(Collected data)
════

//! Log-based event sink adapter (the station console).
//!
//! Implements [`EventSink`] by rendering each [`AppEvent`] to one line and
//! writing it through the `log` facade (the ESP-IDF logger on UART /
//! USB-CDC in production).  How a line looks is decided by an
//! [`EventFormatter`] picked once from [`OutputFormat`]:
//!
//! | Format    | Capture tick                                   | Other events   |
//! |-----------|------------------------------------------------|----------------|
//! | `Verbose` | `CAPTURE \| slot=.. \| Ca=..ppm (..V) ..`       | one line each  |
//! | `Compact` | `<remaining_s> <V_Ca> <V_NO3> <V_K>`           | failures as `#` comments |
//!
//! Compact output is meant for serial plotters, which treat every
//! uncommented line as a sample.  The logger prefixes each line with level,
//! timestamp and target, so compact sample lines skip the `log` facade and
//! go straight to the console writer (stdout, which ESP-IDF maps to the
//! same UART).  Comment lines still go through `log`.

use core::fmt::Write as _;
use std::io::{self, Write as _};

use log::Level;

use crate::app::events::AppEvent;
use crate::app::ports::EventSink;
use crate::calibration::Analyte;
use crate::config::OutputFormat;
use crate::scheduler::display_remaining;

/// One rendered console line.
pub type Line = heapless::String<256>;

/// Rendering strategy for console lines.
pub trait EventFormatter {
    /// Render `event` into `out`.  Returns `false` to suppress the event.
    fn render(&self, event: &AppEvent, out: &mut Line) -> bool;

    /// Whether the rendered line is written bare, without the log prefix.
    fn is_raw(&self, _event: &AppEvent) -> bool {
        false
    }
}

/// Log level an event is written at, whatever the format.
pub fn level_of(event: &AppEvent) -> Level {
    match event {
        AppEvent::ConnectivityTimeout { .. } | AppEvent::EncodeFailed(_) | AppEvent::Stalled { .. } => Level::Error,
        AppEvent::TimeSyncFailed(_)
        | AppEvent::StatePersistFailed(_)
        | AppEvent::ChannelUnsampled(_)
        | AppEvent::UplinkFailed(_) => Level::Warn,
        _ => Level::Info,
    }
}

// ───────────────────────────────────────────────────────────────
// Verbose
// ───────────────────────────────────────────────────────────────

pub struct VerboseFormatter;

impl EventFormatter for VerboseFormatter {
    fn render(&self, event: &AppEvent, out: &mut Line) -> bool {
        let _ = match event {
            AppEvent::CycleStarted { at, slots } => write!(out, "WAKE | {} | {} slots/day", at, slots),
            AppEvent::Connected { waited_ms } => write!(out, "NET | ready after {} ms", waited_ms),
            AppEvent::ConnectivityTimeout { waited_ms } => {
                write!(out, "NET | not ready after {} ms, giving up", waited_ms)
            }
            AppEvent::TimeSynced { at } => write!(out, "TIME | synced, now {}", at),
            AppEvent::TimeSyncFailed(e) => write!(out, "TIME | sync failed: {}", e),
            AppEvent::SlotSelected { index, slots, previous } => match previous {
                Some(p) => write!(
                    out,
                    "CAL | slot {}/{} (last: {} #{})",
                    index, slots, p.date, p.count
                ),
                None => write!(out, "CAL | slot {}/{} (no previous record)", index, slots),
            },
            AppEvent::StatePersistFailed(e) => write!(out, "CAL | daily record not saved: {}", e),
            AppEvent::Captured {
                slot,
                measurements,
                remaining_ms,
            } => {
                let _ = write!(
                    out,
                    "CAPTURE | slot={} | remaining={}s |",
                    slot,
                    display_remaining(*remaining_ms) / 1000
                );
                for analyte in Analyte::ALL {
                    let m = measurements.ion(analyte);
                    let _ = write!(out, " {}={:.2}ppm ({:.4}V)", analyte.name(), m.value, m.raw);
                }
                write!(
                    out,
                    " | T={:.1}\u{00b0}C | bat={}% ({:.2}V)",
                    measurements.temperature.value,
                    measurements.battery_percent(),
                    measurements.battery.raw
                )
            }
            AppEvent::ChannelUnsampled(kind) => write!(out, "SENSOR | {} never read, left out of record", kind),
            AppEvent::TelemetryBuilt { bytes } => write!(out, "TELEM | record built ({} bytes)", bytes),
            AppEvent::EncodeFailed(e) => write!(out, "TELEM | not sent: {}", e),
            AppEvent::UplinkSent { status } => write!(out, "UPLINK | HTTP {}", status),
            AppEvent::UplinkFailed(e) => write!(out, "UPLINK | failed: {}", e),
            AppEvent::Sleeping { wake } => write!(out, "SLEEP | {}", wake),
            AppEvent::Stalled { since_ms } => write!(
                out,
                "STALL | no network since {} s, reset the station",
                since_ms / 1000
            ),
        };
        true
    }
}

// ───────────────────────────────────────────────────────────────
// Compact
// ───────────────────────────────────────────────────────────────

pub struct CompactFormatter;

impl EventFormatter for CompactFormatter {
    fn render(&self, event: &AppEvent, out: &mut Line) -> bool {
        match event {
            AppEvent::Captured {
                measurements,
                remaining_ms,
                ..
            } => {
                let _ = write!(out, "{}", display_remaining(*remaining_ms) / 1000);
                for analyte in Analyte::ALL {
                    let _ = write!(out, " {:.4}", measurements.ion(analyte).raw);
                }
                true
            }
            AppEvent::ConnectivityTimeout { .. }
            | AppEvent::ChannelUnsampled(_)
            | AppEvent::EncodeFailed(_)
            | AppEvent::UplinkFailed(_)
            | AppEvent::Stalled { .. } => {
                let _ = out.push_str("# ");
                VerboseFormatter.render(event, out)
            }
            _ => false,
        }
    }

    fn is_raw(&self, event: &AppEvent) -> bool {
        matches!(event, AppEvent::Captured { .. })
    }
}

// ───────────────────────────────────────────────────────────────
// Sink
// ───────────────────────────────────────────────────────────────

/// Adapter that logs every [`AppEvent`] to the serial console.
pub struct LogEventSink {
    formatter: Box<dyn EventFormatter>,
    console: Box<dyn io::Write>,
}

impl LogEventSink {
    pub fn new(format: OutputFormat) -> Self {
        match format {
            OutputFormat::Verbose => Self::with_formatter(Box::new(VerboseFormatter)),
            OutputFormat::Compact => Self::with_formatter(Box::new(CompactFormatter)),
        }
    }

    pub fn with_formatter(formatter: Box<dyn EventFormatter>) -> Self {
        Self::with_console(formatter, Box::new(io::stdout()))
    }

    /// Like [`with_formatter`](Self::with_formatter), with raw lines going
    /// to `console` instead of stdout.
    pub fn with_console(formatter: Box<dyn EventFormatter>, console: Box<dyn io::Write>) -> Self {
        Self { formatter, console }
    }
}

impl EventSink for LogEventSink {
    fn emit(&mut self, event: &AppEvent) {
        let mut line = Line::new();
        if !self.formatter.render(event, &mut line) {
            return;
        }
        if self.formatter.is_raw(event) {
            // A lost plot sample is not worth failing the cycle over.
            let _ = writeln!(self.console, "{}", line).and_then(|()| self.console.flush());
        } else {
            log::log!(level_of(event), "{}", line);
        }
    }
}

════

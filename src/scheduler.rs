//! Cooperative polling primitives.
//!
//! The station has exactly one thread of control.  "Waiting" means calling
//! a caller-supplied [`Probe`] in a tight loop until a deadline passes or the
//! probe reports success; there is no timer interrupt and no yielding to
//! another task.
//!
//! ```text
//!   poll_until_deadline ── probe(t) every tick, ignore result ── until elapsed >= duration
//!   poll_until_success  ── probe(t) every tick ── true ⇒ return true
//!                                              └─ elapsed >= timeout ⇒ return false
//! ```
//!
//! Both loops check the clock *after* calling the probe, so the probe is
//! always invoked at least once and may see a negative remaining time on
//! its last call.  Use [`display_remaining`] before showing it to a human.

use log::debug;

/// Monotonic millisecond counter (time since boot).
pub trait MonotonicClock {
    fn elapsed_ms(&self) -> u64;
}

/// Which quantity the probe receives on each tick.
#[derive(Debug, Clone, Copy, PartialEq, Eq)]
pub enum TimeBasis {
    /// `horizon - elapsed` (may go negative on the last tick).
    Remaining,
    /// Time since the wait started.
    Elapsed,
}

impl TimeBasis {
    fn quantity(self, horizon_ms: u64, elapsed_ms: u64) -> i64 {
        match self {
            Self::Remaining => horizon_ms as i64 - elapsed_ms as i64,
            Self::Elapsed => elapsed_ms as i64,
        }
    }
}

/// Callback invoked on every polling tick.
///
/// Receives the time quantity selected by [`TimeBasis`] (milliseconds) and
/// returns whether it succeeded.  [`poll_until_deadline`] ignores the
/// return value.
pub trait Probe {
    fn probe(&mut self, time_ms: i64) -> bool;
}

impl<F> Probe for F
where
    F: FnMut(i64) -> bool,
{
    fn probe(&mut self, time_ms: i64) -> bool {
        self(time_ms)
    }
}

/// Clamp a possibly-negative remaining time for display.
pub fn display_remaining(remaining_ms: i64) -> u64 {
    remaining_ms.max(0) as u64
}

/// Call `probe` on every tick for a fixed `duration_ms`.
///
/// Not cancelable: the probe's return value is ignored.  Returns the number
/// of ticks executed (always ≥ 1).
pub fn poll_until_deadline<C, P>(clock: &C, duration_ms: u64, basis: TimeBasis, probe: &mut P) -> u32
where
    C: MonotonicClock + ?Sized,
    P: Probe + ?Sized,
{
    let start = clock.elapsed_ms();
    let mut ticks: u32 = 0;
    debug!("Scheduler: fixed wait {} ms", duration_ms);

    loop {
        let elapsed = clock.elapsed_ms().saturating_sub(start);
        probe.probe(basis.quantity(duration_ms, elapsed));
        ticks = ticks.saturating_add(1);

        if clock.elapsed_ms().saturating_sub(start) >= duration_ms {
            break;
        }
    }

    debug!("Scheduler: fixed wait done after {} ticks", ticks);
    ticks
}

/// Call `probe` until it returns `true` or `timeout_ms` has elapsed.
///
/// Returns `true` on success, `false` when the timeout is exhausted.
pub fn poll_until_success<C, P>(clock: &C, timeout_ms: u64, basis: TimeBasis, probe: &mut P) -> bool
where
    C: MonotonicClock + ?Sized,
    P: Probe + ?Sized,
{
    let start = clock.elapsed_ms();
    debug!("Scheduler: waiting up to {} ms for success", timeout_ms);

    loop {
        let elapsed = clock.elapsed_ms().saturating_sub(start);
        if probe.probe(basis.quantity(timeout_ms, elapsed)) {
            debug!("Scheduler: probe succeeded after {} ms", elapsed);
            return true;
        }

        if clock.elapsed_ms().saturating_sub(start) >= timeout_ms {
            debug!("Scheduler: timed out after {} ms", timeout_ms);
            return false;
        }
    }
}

════

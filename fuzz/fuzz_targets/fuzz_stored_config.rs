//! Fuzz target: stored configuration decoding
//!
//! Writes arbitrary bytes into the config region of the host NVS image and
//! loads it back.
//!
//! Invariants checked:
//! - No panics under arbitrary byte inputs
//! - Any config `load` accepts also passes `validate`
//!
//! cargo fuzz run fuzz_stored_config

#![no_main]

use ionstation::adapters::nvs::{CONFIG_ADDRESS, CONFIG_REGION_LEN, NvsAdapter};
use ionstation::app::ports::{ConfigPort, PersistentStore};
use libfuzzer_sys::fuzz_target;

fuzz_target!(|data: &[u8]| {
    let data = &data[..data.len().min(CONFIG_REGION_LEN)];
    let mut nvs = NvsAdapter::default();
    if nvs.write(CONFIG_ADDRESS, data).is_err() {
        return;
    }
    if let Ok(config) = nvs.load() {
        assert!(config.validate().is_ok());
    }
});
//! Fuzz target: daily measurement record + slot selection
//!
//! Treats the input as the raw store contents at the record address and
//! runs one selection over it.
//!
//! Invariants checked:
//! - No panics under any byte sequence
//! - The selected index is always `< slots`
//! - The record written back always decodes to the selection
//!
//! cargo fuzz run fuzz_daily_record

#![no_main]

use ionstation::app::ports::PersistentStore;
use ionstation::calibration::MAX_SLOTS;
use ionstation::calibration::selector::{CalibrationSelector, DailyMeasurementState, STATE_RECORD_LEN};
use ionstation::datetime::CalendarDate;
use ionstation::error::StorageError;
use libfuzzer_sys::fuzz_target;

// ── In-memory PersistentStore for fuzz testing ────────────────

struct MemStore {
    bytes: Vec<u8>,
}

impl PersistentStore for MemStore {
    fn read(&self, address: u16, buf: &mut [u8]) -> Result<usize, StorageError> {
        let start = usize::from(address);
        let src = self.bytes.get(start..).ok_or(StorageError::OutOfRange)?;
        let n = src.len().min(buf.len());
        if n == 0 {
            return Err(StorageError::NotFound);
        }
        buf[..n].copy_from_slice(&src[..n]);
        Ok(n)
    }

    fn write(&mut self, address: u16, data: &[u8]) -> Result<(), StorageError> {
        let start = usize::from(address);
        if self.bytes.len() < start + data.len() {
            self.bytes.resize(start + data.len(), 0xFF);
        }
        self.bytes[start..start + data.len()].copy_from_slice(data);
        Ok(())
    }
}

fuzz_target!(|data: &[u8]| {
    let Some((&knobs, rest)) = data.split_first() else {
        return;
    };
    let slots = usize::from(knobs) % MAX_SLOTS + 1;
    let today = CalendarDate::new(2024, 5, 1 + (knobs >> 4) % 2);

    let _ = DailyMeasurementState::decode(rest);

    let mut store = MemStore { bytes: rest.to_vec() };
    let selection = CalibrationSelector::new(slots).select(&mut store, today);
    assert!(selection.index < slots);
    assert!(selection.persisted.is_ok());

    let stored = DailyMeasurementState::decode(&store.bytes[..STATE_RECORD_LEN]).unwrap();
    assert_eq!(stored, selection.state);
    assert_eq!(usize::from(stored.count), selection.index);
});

════

PROBLEM –
Look back at the entries above and repeat, unchanged, every line from the line holding "(the station console)." through the line holding "slot=.. \| Ca=..ppm".

RESULT BELOW –
//! Log-based event sink adapter (the station console).
//!
//! Implements [`EventSink`] by rendering each [`AppEvent`] to one line and
//! writing it through the `log` facade (the ESP-IDF logger on UART /
//! USB-CDC in production).  How a line looks is decided by an
//! [`EventFormatter`] picked once from [`OutputFormat`]:
//!
//! | Format    | Capture tick                                   | Other events   |
//! |-----------|------------------------------------------------|----------------|
//! | `Verbose` | `CAPTURE \| slot=.. \| Ca=..ppm (..V) ..`       | one line each  |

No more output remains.